ACTIVITY
Write out the entries below exactly, from the first line to the one with "use std::net::SocketAddr;", both ends included.

RECORDED INFORMATION
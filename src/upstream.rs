//! Single round trips to resolved backends
//!
//! Every forwarded request opens its own connection to the backend, plain TCP
//! for `http` and TLS for `https`, and the connection is dropped once the
//! response body has been relayed. There is no pooling.

use http_body_util::Full;
use hyper::body::{Bytes, Incoming};
use hyper::{Request, Response};
use hyper_util::rt::TokioIo;
use rustls::pki_types::ServerName;
use serde::Serialize;
use std::fmt;
use std::net::SocketAddr;
use std::sync::atomic::{AtomicU64, Ordering};
use std::sync::Arc;
use tokio::io::{AsyncRead, AsyncWrite};
use tokio::net::TcpStream;
use tokio_rustls::TlsConnector;
use tracing::debug;

/// Error type for backend round trips
#[derive(Debug, thiserror::Error)]
pub enum UpstreamError {
    #[error("connect to {addr} failed: {source}")]
    Connect {
        addr: SocketAddr,
        #[source]
        source: std::io::Error,
    },

    #[error("TLS handshake failed: {0}")]
    Tls(#[source] std::io::Error),

    #[error("invalid TLS server name: {0}")]
    InvalidServerName(String),

    #[error("HTTP error: {0}")]
    Http(#[from] hyper::Error),
}

/// Scheme used to reach a backend
#[derive(Debug, Clone, Copy, PartialEq, Eq, Serialize)]
#[serde(rename_all = "lowercase")]
pub enum Scheme {
    Http,
    Https,
}

impl Scheme {
    /// Backends listening on 443 are reached over TLS
    pub fn for_port(port: u16) -> Self {
        if port == 443 {
            Scheme::Https
        } else {
            Scheme::Http
        }
    }

    pub fn as_str(&self) -> &'static str {
        match self {
            Scheme::Http => "http",
            Scheme::Https => "https",
        }
    }
}

impl fmt::Display for Scheme {
    fn fmt(&self, f: &mut fmt::Formatter<'_>) -> fmt::Result {
        f.write_str(self.as_str())
    }
}

/// Where a single request is sent
#[derive(Debug, Clone)]
pub struct BackendTarget {
    pub scheme: Scheme,
    pub addr: SocketAddr,
    /// Name presented for SNI and certificate verification
    pub server_name: String,
}

impl BackendTarget {
    /// `host:port` actually contacted
    pub fn host(&self) -> String {
        self.addr.to_string()
    }

    /// Absolute URI for a path and query
    pub fn uri(&self, path_and_query: &str) -> String {
        format!("{}://{}{}", self.scheme, self.addr, path_and_query)
    }
}

/// Request counters for one service
#[derive(Debug, Default)]
pub struct UpstreamStats {
    pub total_requests: AtomicU64,
    pub failures: AtomicU64,
}

impl UpstreamStats {
    pub fn record_request(&self) {
        self.total_requests.fetch_add(1, Ordering::Relaxed);
    }

    pub fn record_failure(&self) {
        self.failures.fetch_add(1, Ordering::Relaxed);
    }

    pub fn get_total_requests(&self) -> u64 {
        self.total_requests.load(Ordering::Relaxed)
    }

    pub fn get_failures(&self) -> u64 {
        self.failures.load(Ordering::Relaxed)
    }
}

/// Build the client TLS configuration trusting the Mozilla root store
pub fn tls_client_config() -> anyhow::Result<Arc<rustls::ClientConfig>> {
    let mut root_store = rustls::RootCertStore::empty();
    root_store.extend(webpki_roots::TLS_SERVER_ROOTS.iter().cloned());
    tls_client_config_with_roots(root_store)
}

/// Build a client TLS configuration trusting only `root_store`
pub fn tls_client_config_with_roots(
    root_store: rustls::RootCertStore,
) -> anyhow::Result<Arc<rustls::ClientConfig>> {
    let config = rustls::ClientConfig::builder_with_provider(Arc::new(
        rustls::crypto::ring::default_provider(),
    ))
    .with_safe_default_protocol_versions()
    .map_err(|e| anyhow::anyhow!("TLS protocol version error: {}", e))?
    .with_root_certificates(root_store)
    .with_no_client_auth();

    Ok(Arc::new(config))
}

/// Sends requests for one service
pub struct Upstream {
    tls: TlsConnector,
    stats: Arc<UpstreamStats>,
}

impl Upstream {
    pub fn new(tls_config: Arc<rustls::ClientConfig>) -> Self {
        Self {
            tls: TlsConnector::from(tls_config),
            stats: Arc::new(UpstreamStats::default()),
        }
    }

    pub fn stats(&self) -> Arc<UpstreamStats> {
        Arc::clone(&self.stats)
    }

    /// Perform one round trip. The request URI should be in origin form.
    pub async fn send(
        &self,
        req: Request<Full<Bytes>>,
        target: &BackendTarget,
    ) -> Result<Response<Incoming>, UpstreamError> {
        self.stats.record_request();
        let result = self.round_trip(req, target).await;
        if result.is_err() {
            self.stats.record_failure();
        }
        result
    }

    async fn round_trip(
        &self,
        req: Request<Full<Bytes>>,
        target: &BackendTarget,
    ) -> Result<Response<Incoming>, UpstreamError> {
        let stream = TcpStream::connect(target.addr)
            .await
            .map_err(|source| UpstreamError::Connect {
                addr: target.addr,
                source,
            })?;
        let _ = stream.set_nodelay(true);

        match target.scheme {
            Scheme::Http => send_over(stream, req).await,
            Scheme::Https => {
                let server_name = ServerName::try_from(target.server_name.clone())
                    .map_err(|_| UpstreamError::InvalidServerName(target.server_name.clone()))?;
                let tls_stream = self
                    .tls
                    .connect(server_name, stream)
                    .await
                    .map_err(UpstreamError::Tls)?;
                send_over(tls_stream, req).await
            }
        }
    }
}

async fn send_over<S>(
    stream: S,
    req: Request<Full<Bytes>>,
) -> Result<Response<Incoming>, UpstreamError>
where
    S: AsyncRead + AsyncWrite + Unpin + Send + 'static,
{
    let (mut sender, conn) = hyper::client::conn::http1::handshake(TokioIo::new(stream)).await?;

    // Drives the connection until the response body is consumed
    tokio::spawn(async move {
        if let Err(e) = conn.await {
            debug!(error = %e, "Backend connection closed with error");
        }
    });

    Ok(sender.send_request(req).await?)
}

#[cfg(test)]
mod tests {
    use super::*;
    use hyper::StatusCode;

    #[test]
    fn test_scheme_for_port() {
        assert_eq!(Scheme::for_port(443), Scheme::Https);
        assert_eq!(Scheme::for_port(80), Scheme::Http);
        assert_eq!(Scheme::for_port(8443), Scheme::Http);
        assert_eq!(Scheme::Https.to_string(), "https");
    }

    #[test]
    fn test_target_uri() {
        let target = BackendTarget {
            scheme: Scheme::Http,
            addr: "10.0.0.5:80".parse().unwrap(),
            server_name: "checkout.api.mikrodock".to_string(),
        };
        assert_eq!(target.host(), "10.0.0.5:80");
        assert_eq!(target.uri("/cart?id=1"), "http://10.0.0.5:80/cart?id=1");
    }

    #[test]
    fn test_stats() {
        let stats = UpstreamStats::default();
        assert_eq!(stats.get_total_requests(), 0);

        stats.record_request();
        stats.record_request();
        stats.record_failure();
        assert_eq!(stats.get_total_requests(), 2);
        assert_eq!(stats.get_failures(), 1);
    }

    #[test]
    fn test_tls_client_config_builds() {
        assert!(tls_client_config().is_ok());
    }

    #[tokio::test]
    async fn test_connect_failure_is_counted() {
        // Bind then drop to get a port with nothing listening
        let listener = std::net::TcpListener::bind("127.0.0.1:0").unwrap();
        let addr = listener.local_addr().unwrap();
        drop(listener);

        let upstream = Upstream::new(tls_client_config().unwrap());
        let target = BackendTarget {
            scheme: Scheme::Http,
            addr,
            server_name: "x.y.z".to_string(),
        };
        let req = Request::builder()
            .uri("/")
            .body(Full::new(Bytes::new()))
            .unwrap();

        let err = upstream.send(req, &target).await.unwrap_err();
        assert!(matches!(err, UpstreamError::Connect { .. }));
        assert_eq!(upstream.stats().get_total_requests(), 1);
        assert_eq!(upstream.stats().get_failures(), 1);
    }

    #[tokio::test]
    async fn test_round_trip_plain_http() {
        use tokio::io::{AsyncReadExt, AsyncWriteExt};

        let listener = tokio::net::TcpListener::bind("127.0.0.1:0").await.unwrap();
        let addr = listener.local_addr().unwrap();
        tokio::spawn(async move {
            let (mut stream, _) = listener.accept().await.unwrap();
            let mut buf = [0u8; 1024];
            let _ = stream.read(&mut buf).await.unwrap();
            stream
                .write_all(b"HTTP/1.1 204 No Content\r\nX-Test: 1\r\n\r\n")
                .await
                .unwrap();
        });

        let upstream = Upstream::new(tls_client_config().unwrap());
        let target = BackendTarget {
            scheme: Scheme::Http,
            addr,
            server_name: "x.y.z".to_string(),
        };
        let req = Request::builder()
            .uri("/ping")
            .header("host", target.host())
            .body(Full::new(Bytes::new()))
            .unwrap();

        let response = upstream.send(req, &target).await.unwrap();
        assert_eq!(response.status(), StatusCode::NO_CONTENT);
        assert_eq!(response.headers().get("x-test").unwrap(), "1");
        assert_eq!(upstream.stats().get_failures(), 0);
    }

    #[tokio::test]
    async fn test_round_trip_https_uses_lookup_name_for_sni() {
        use rcgen::{generate_simple_self_signed, CertifiedKey};
        use rustls::pki_types::{CertificateDer, PrivateKeyDer};
        use tokio::io::{AsyncReadExt, AsyncWriteExt};

        let server_name = "checkout.api.mikrodock";
        let CertifiedKey { cert, key_pair } =
            generate_simple_self_signed(vec![server_name.to_string()]).unwrap();
        let cert_der = CertificateDer::from(cert.der().to_vec());
        let key_der = PrivateKeyDer::try_from(key_pair.serialize_der()).unwrap();

        let server_config = rustls::ServerConfig::builder_with_provider(Arc::new(
            rustls::crypto::ring::default_provider(),
        ))
        .with_safe_default_protocol_versions()
        .unwrap()
        .with_no_client_auth()
        .with_single_cert(vec![cert_der.clone()], key_der)
        .unwrap();
        let acceptor = tokio_rustls::TlsAcceptor::from(Arc::new(server_config));

        let listener = tokio::net::TcpListener::bind("127.0.0.1:0").await.unwrap();
        let addr = listener.local_addr().unwrap();
        let (sni_tx, sni_rx) = tokio::sync::oneshot::channel();
        tokio::spawn(async move {
            let (stream, _) = listener.accept().await.unwrap();
            let mut tls = acceptor.accept(stream).await.unwrap();
            let sni = tls.get_ref().1.server_name().map(str::to_string);
            let _ = sni_tx.send(sni);

            let mut buf = [0u8; 1024];
            let _ = tls.read(&mut buf).await.unwrap();
            tls.write_all(b"HTTP/1.1 200 OK\r\nX-Test: 1\r\nContent-Length: 2\r\n\r\nok")
                .await
                .unwrap();
            tls.flush().await.unwrap();
        });

        let mut roots = rustls::RootCertStore::empty();
        roots.add(cert_der).unwrap();
        let upstream = Upstream::new(tls_client_config_with_roots(roots).unwrap());
        let target = BackendTarget {
            scheme: Scheme::Https,
            addr,
            server_name: server_name.to_string(),
        };
        let req = Request::builder()
            .uri("/secure")
            .header("host", target.host())
            .body(Full::new(Bytes::new()))
            .unwrap();

        let response = upstream.send(req, &target).await.unwrap();
        assert_eq!(response.status(), StatusCode::OK);
        assert_eq!(response.headers().get("x-test").unwrap(), "1");
        assert_eq!(sni_rx.await.unwrap().as_deref(), Some(server_name));
        assert_eq!(upstream.stats().get_failures(), 0);
    }

    #[tokio::test]
    async fn test_https_rejects_untrusted_certificate() {
        use rcgen::{generate_simple_self_signed, CertifiedKey};
        use rustls::pki_types::{CertificateDer, PrivateKeyDer};

        let CertifiedKey { cert, key_pair } =
            generate_simple_self_signed(vec!["checkout.api.mikrodock".to_string()]).unwrap();
        let server_config = rustls::ServerConfig::builder_with_provider(Arc::new(
            rustls::crypto::ring::default_provider(),
        ))
        .with_safe_default_protocol_versions()
        .unwrap()
        .with_no_client_auth()
        .with_single_cert(
            vec![CertificateDer::from(cert.der().to_vec())],
            PrivateKeyDer::try_from(key_pair.serialize_der()).unwrap(),
        )
        .unwrap();
        let acceptor = tokio_rustls::TlsAcceptor::from(Arc::new(server_config));

        let listener = tokio::net::TcpListener::bind("127.0.0.1:0").await.unwrap();
        let addr = listener.local_addr().unwrap();
        tokio::spawn(async move {
            let (stream, _) = listener.accept().await.unwrap();
            let _ = acceptor.accept(stream).await;
        });

        // Only the public roots are trusted, so the self-signed cert fails
        let upstream = Upstream::new(tls_client_config().unwrap());
        let target = BackendTarget {
            scheme: Scheme::Https,
            addr,
            server_name: "checkout.api.mikrodock".to_string(),
        };
        let req = Request::builder()
            .uri("/")
            .body(Full::new(Bytes::new()))
            .unwrap();

        let err = upstream.send(req, &target).await.unwrap_err();
        assert!(matches!(err, UpstreamError::Tls(_)));
        assert_eq!(upstream.stats().get_failures(), 1);
    }
}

REPLY
filename src/upstream.rs
//! Single round trips to resolved backends
//!
//! Every forwarded request opens its own connection to the backend, plain TCP
//! for `http` and TLS for `https`, and the connection is dropped once the
//! response body has been relayed. There is no pooling.

use http_body_util::Full;
use hyper::body::{Bytes, Incoming};
use hyper::{Request, Response};
use hyper_util::rt::TokioIo;
use rustls::pki_types::ServerName;
use serde::Serialize;
use std::fmt;
use std::net::SocketAddr;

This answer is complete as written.